Os dias da Revolução

A libertação dos presos políticos na revolução de Abril

24 de abril 2021 - 12:21

A repressão da polícia política, com milhares de presos, muitos dos quais torturados ou mortos, foi um elemento decisivo para garantir a longa duração da ditadura. Abrir as cadeias da polícia política marcava a rotura definitiva com o passado… Por Álvaro Arranja.

porÁlvaro Arranja

PARTILHAR
José Tengarrinha libertado da prisão de Caxias.
José Tengarrinha libertado da prisão de Caxias. Vida Mundial 03.05.1974.

A libertação dos presos políticos, já na madrugada do dia 27, foi um dos momentos decisivos da revolução de 25 de Abril de 1974. A repressão da polícia política (PVDE/PIDE/DGS), com milhares de presos, muitos dos quais torturados ou mortos, foi um elemento decisivo para garantir a longa duração da ditadura. Abrir as cadeias da polícia política, marcava a rotura definitiva com o passado...

Para conhecer esse momento, iremos utilizar a imprensa da época que dá grande relevo ao acontecimento, sobretudo à libertação dos presos das cadeias de Caxias e Peniche.

Na tarde de 26, já o vespertino Diário de Lisboa titula a toda a largura da 1ª página, “Caxias Caiu – Libertos os Presos – Detida a DGS/PIDE”. Era uma das preocupações fundamentais de todos os que, desobedecendo ao pedido transmitido pela rádio nos comunicados do Movimento das Forças Armadas (MFA), se manifestavam nas ruas em apoio dos militares revoltosos.

O jornal noticia que “a cadeia política da DGS/PIDE em Caxias foi tomada pelas oito e meia da manhã de hoje (26 de abril), por uma força de pára-quedistas”.

 

Segundo O Século, de 27 de abril, os jornalistas foram então convidados a entrar na prisão, “o que fizeram exatamente às nove horas e dez minutos”. Vinte minutos depois, “começaram as primeiras manifestações de alegria: das janelas das celas agitavam-se os braços dos prisioneiros, enquanto se faziam ouvir gritos de satisfação”.

Minutos mais tarde, "um tenente da GNR que comandava a força que se rendera, acompanhado dos comandantes das companhias que forçaram a rendição e de uma escolta de soldados armados de espingardas automáticas G-3, penetrou na prisão, abrindo, uma a uma, as celas dos prisioneiros, que os abraçavam alegremente”.

Muitos presos estavam em “regime de isolamento total, tendo recebido com estupefação total a notícia de que o regime caíra”.

No pátio, o repórter de O Século registou as declarações de alguns presos.
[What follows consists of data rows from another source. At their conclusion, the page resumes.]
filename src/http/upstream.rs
//! Outbound call to the Apps Script deployment.
//!
//! One GET per inbound request, awaited to completion. No timeout, no retry:
//! a backend that never answers holds the request until the client gives up.

use axum::http::{header, HeaderValue};

use crate::http::request::OutboundRequest;
use crate::http::response::{BackendBody, BackendResponse, ProxyError};

/// Issue the outbound GET and read the full body.
pub async fn fetch(
    client: &reqwest::Client,
    outbound: &OutboundRequest,
) -> Result<BackendResponse, ProxyError> {
    let response = client
        .get(&outbound.url)
        .header(header::CONTENT_TYPE, HeaderValue::from_static("application/json"))
        .send()
        .await?;

    let status = response.status();
    let text = response.text().await?;

    tracing::debug!(status = %status, body = %text, "Backend responded");

    let body = BackendBody::classify(text);
    tracing::debug!(kind = body.kind(), "Backend body classified");

    Ok(BackendResponse { status, body })
}
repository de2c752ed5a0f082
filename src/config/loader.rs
//! Configuration loading from disk.

use std::fs;
use std::path::Path;

use thiserror::Error;

use crate::config::schema::ProxyConfig;
use crate::config::validation::{validate_config, ValidationError};

/// Error type for configuration loading.
#[derive(Debug, Error)]
pub enum ConfigError {
    #[error("IO error: {0}")]
    Io(#[from] std::io::Error),

    #[error("Parse error: {0}")]
    Parse(#[from] toml::de::Error),

    #[error("Validation failed: {}", join_errors(.0))]
    Validation(Vec<ValidationError>),
}

fn join_errors(errors: &[ValidationError]) -> String {
    errors
        .iter()
        .map(ToString::to_string)
        .collect::<Vec<_>>()
        .join(", ")
}

/// Load and validate configuration from a TOML file.
pub fn load_config(path: &Path) -> Result<ProxyConfig, ConfigError> {
    let content = fs::read_to_string(path)?;
    parse_config(&content)
}

/// Parse and validate configuration from TOML text.
pub fn parse_config(content: &str) -> Result<ProxyConfig, ConfigError> {
    let config: ProxyConfig = toml::from_str(content)?;
    validate_config(&config).map_err(ConfigError::Validation)?;
    Ok(config)
}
José Manuel Tengarrinha afirmou que “nos últimos dias se notava um certo abrandamento e até um clima de desespero entre os agentes e inspetores da DGS”. O jornalista Figueiredo Filipe declarou ter sido submetido a “torturas do sono e a interrogatórios constantes, dia e noite”, o mesmo tendo acontecido com Saldanha Sanches e Mateus Branco.
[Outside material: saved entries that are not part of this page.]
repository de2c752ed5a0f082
//! Request handling and transformation.
//!
//! # Responsibilities
//! - Generate unique request ID (UUID v4)
//! - Filter the inbound query string into the forwarded query
//! - Build the outbound backend URL
//!
//! # Design Decisions
//! - Request ID added as early as possible for tracing
//! - The synthesized `path` parameter always wins; an inbound `path` is dropped
//! - Encoding matches what browsers' `encodeURIComponent` and `URLSearchParams` produce

use std::fmt;

use axum::http::{HeaderValue, Request};
use percent_encoding::{utf8_percent_encode, AsciiSet, NON_ALPHANUMERIC};
use tower_http::request_id::{MakeRequestId, RequestId};
use url::form_urlencoded;
use uuid::Uuid;

use crate::routing::LogicalPath;

/// Header carrying the request correlation ID.
pub const X_REQUEST_ID: &str = "x-request-id";

/// Query parameter the backend reads the logical path from.
pub const PATH_PARAM: &str = "path";

/// Characters left alone by `encodeURIComponent`.
const COMPONENT: &AsciiSet = &NON_ALPHANUMERIC
    .remove(b'-')
    .remove(b'_')
    .remove(b'.')
    .remove(b'!')
    .remove(b'~')
    .remove(b'*')
    .remove(b'\'')
    .remove(b'(')
    .remove(b')');

/// Generates UUID v4 request IDs.
#[derive(Debug, Clone, Copy, Default)]
pub struct UuidRequestId;

impl MakeRequestId for UuidRequestId {
    fn make_request_id<B>(&mut self, _request: &Request<B>) -> Option<RequestId> {
        HeaderValue::from_str(&Uuid::new_v4().to_string())
            .ok()
            .map(RequestId::new)
    }
}

/// Inbound query parameters minus any literal `path` key.
#[derive(Debug, Clone, PartialEq, Eq, Default)]
pub struct ForwardedQuery(Vec<(String, String)>);

impl ForwardedQuery {
    /// Parse a raw query string and drop the reserved `path` parameter.
    pub fn from_raw(raw: Option<&str>) -> Self {
        let pairs = raw
            .map(|q| {
                form_urlencoded::parse(q.as_bytes())
                    .filter(|(name, _)| name != PATH_PARAM)
                    .map(|(name, value)| (name.into_owned(), value.into_owned()))
                    .collect()
            })
            .unwrap_or_default();
        Self(pairs)
    }

    pub fn is_empty(&self) -> bool {
        self.0.is_empty()
    }
}

impl fmt::Display for ForwardedQuery {
    fn fmt(&self, f: &mut fmt::Formatter<'_>) -> fmt::Result {
        let encoded = form_urlencoded::Serializer::new(String::new())
            .extend_pairs(&self.0)
            .finish();
        f.write_str(&encoded)
    }
}

/// The single GET issued to the backend for one inbound request.
#[derive(Debug, Clone, PartialEq, Eq)]
pub struct OutboundRequest {
    pub path: LogicalPath,
    pub url: String,
}

impl OutboundRequest {
    /// Build `{base}?path=<encoded>[&<forwarded>]`.
    pub fn new(base_url: &str, path: LogicalPath, query: ForwardedQuery) -> Self {
        let mut url = format!(
            "{base_url}?{PATH_PARAM}={}",
            utf8_percent_encode(path.as_str(), COMPONENT)
        );
        if !query.is_empty() {
            url.push('&');
            url.push_str(&query.to_string());
        }
        Self { path, url }
    }
}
A libertação, porém, não seria imediata. Segundo o jornal A Capital (de 27 de abril), “a demora na libertação foi justificada pelo desejo de cumprir com rigor a determinação da Junta de Salvação Nacional: era preciso distinguir aqueles que se encontravam detidos por motivos ideológicos dos que eram réus de crimes comuns”.

Helena Neves e Elvira Nereu, presas políticas libertadas em Caxias. A Capital 27.04.1974

Era uma ideia do general Spínola, de difícil concretização prática, mas que iria atrasar o processo de libertação.
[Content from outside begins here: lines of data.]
//! HTTP server setup and configuration.
//!
//! # Responsibilities
//! - Create Axum Router with the proxy handler mounted under the prefix
//! - Wire up middleware (CORS headers, tracing, request ID)
//! - Bind server to listener and serve until shutdown
//! - Translate inbound requests into backend calls and relay the result

use std::sync::Arc;
use std::time::Instant;

use axum::{
    extract::State,
    http::{header, HeaderValue, Method, StatusCode, Uri},
    response::{IntoResponse, Response},
    routing::any,
    Router,
};
use tokio::net::TcpListener;
use tower_http::{
    request_id::{PropagateRequestIdLayer, SetRequestIdLayer},
    set_header::SetResponseHeaderLayer,
    trace::TraceLayer,
};

use crate::config::ProxyConfig;
use crate::http::request::{ForwardedQuery, OutboundRequest, UuidRequestId, X_REQUEST_ID};
use crate::http::response::ProxyError;
use crate::http::upstream;
use crate::lifecycle::shutdown::ShutdownSignal;
use crate::observability::metrics;
use crate::routing::LogicalPath;

/// Application state injected into handlers.
#[derive(Clone)]
pub struct AppState {
    /// Backend base URL; `None` makes every GET fail closed.
    pub base_url: Option<Arc<str>>,
    pub mount_prefix: Arc<str>,
    pub client: reqwest::Client,
}

/// HTTP server for the GAS proxy.
pub struct HttpServer {
    router: Router,
    config: ProxyConfig,
}

impl HttpServer {
    /// Create a new HTTP server with the given configuration.
    pub fn new(config: ProxyConfig) -> Self {
        Self::with_client(config, reqwest::Client::new())
    }

    /// Create a server that uses the given client for backend calls.
    pub fn with_client(config: ProxyConfig, client: reqwest::Client) -> Self {
        let state = AppState {
            base_url: config.backend.base_url.as_deref().map(Arc::from),
            mount_prefix: Arc::from(config.backend.mount_prefix.as_str()),
            client,
        };

        if state.base_url.is_none() {
            tracing::warn!("No backend base URL configured; GET requests will fail with MISSING_GAS_BASE_URL");
        }

        let router = Self::build_router(&config, state);
        Self { router, config }
    }

    /// Build the Axum router with all middleware layers.
    fn build_router(config: &ProxyConfig, state: AppState) -> Router {
        let prefix = config.backend.mount_prefix.trim_end_matches('/');

        Router::new()
            .route(prefix, any(proxy_handler))
            .route(&format!("{prefix}/"), any(proxy_handler))
            .route(&format!("{prefix}/{{*path}}"), any(proxy_handler))
            .fallback(|| async { StatusCode::NOT_FOUND })
            .with_state(state)
            .layer(SetResponseHeaderLayer::overriding(
                header::ACCESS_CONTROL_ALLOW_ORIGIN,
                HeaderValue::from_static("*"),
            ))
            .layer(SetResponseHeaderLayer::overriding(
                header::ACCESS_CONTROL_ALLOW_METHODS,
                HeaderValue::from_static("GET,OPTIONS"),
            ))
            .layer(SetResponseHeaderLayer::overriding(
                header::ACCESS_CONTROL_ALLOW_HEADERS,
                HeaderValue::from_static("Content-Type"),
            ))
            .layer(TraceLayer::new_for_http())
            .layer(PropagateRequestIdLayer::new(header::HeaderName::from_static(X_REQUEST_ID)))
            .layer(SetRequestIdLayer::new(
                header::HeaderName::from_static(X_REQUEST_ID),
                UuidRequestId,
            ))
    }

    /// The fully layered router, for driving requests without a socket.
    pub fn router(&self) -> Router {
        self.router.clone()
    }

    /// Run the server until a shutdown signal is received.
    pub async fn run(
        self,
        listener: TcpListener,
        shutdown: ShutdownSignal,
    ) -> Result<(), std::io::Error> {
        let addr = listener.local_addr()?;
        tracing::info!(
            address = %addr,
            mount_prefix = %self.config.backend.mount_prefix,
            "HTTP server starting"
        );

        axum::serve(listener, self.router)
            .with_graceful_shutdown(async move {
                shutdown.recv().await;
                tracing::info!("Shutdown signal received");
            })
            .await?;

        tracing::info!("HTTP server stopped");
        Ok(())
    }
}

/// Main proxy handler.
async fn proxy_handler(State(state): State<AppState>, method: Method, uri: Uri) -> Response {
    let start_time = Instant::now();

    let (outcome, response) = match forward(&state, &method, &uri).await {
        Ok(response) => ("ok", response),
        Err(e) => {
            if matches!(e, ProxyError::Upstream(_)) {
                tracing::error!(uri = %uri, error = %e, "Proxy error");
            } else {
                tracing::warn!(uri = %uri, method = %method, code = e.code(), "Request rejected");
            }
            (e.code(), e.into_response())
        }
    };

    metrics::record_request(method.as_str(), response.status().as_u16(), outcome, start_time);
    response
}

async fn forward(state: &AppState, method: &Method, uri: &Uri) -> Result<Response, ProxyError> {
    // Preflight
    if method == Method::OPTIONS {
        return Ok(StatusCode::OK.into_response());
    }
    if method != Method::GET {
        return Err(ProxyError::MethodNotAllowed);
    }

    let base_url = state.base_url.as_deref().ok_or(ProxyError::MissingBaseUrl)?;

    let path = LogicalPath::from_uri_path(&state.mount_prefix, uri.path()).unwrap_or_default();
    let outbound = OutboundRequest::new(base_url, path, ForwardedQuery::from_raw(uri.query()));

    tracing::info!(
        inbound = %uri,
        path = %outbound.path,
        outbound = %outbound.url,
        "Forwarding request"
    );

    let backend = upstream::fetch(&state.client, &outbound).await?;
    Ok(backend.into_response())
}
“Ou todos ou ninguém”, foi a resposta dos presos a esta exigência, segundo o República (também de 27 de abril), jornal vespertino ligado à oposição democrática.

Para resolver a questão, foi constituída uma comissão de advogados, de que faziam parte "Manuel João da Palma Carlos, Francisco Salgado Zenha, José Manuel Galvão Teles, Francisco Sousa Tavares, Jorge Sampaio, Xencora Camotim, Vítor Wengorovius e José Augusto Rocha, todos eles com constituintes seus detidos no Forte. Outros elementos, da CDE e da Comissão Nacional para a Libertação dos Presos Políticos integravam a comissão”. Ainda segundo o República, os advogados “membros da comissão, nomeadamente Palma Carlos e Xencora Camotim, defenderam, com notável argumentação, a tese de que os presos considerados sob penas de delito comum, tinham praticado atos com fins perfeitamente políticos”.

Uma alteração positiva para facilitar o diálogo verifica-se quando assume o comando das tropas destacadas na prisão de Caxias um oficial que tinha o filho ali preso. Refere O Século (de 27 de abril) que “cerca das 11 horas assumiu o comando das forças o coronel Mário Abrantes da Silva que na ocasião pode abraçar pela primeira vez, em 14 meses, o seu filho, o estudante Mário Carneiro Abrantes da Silva”.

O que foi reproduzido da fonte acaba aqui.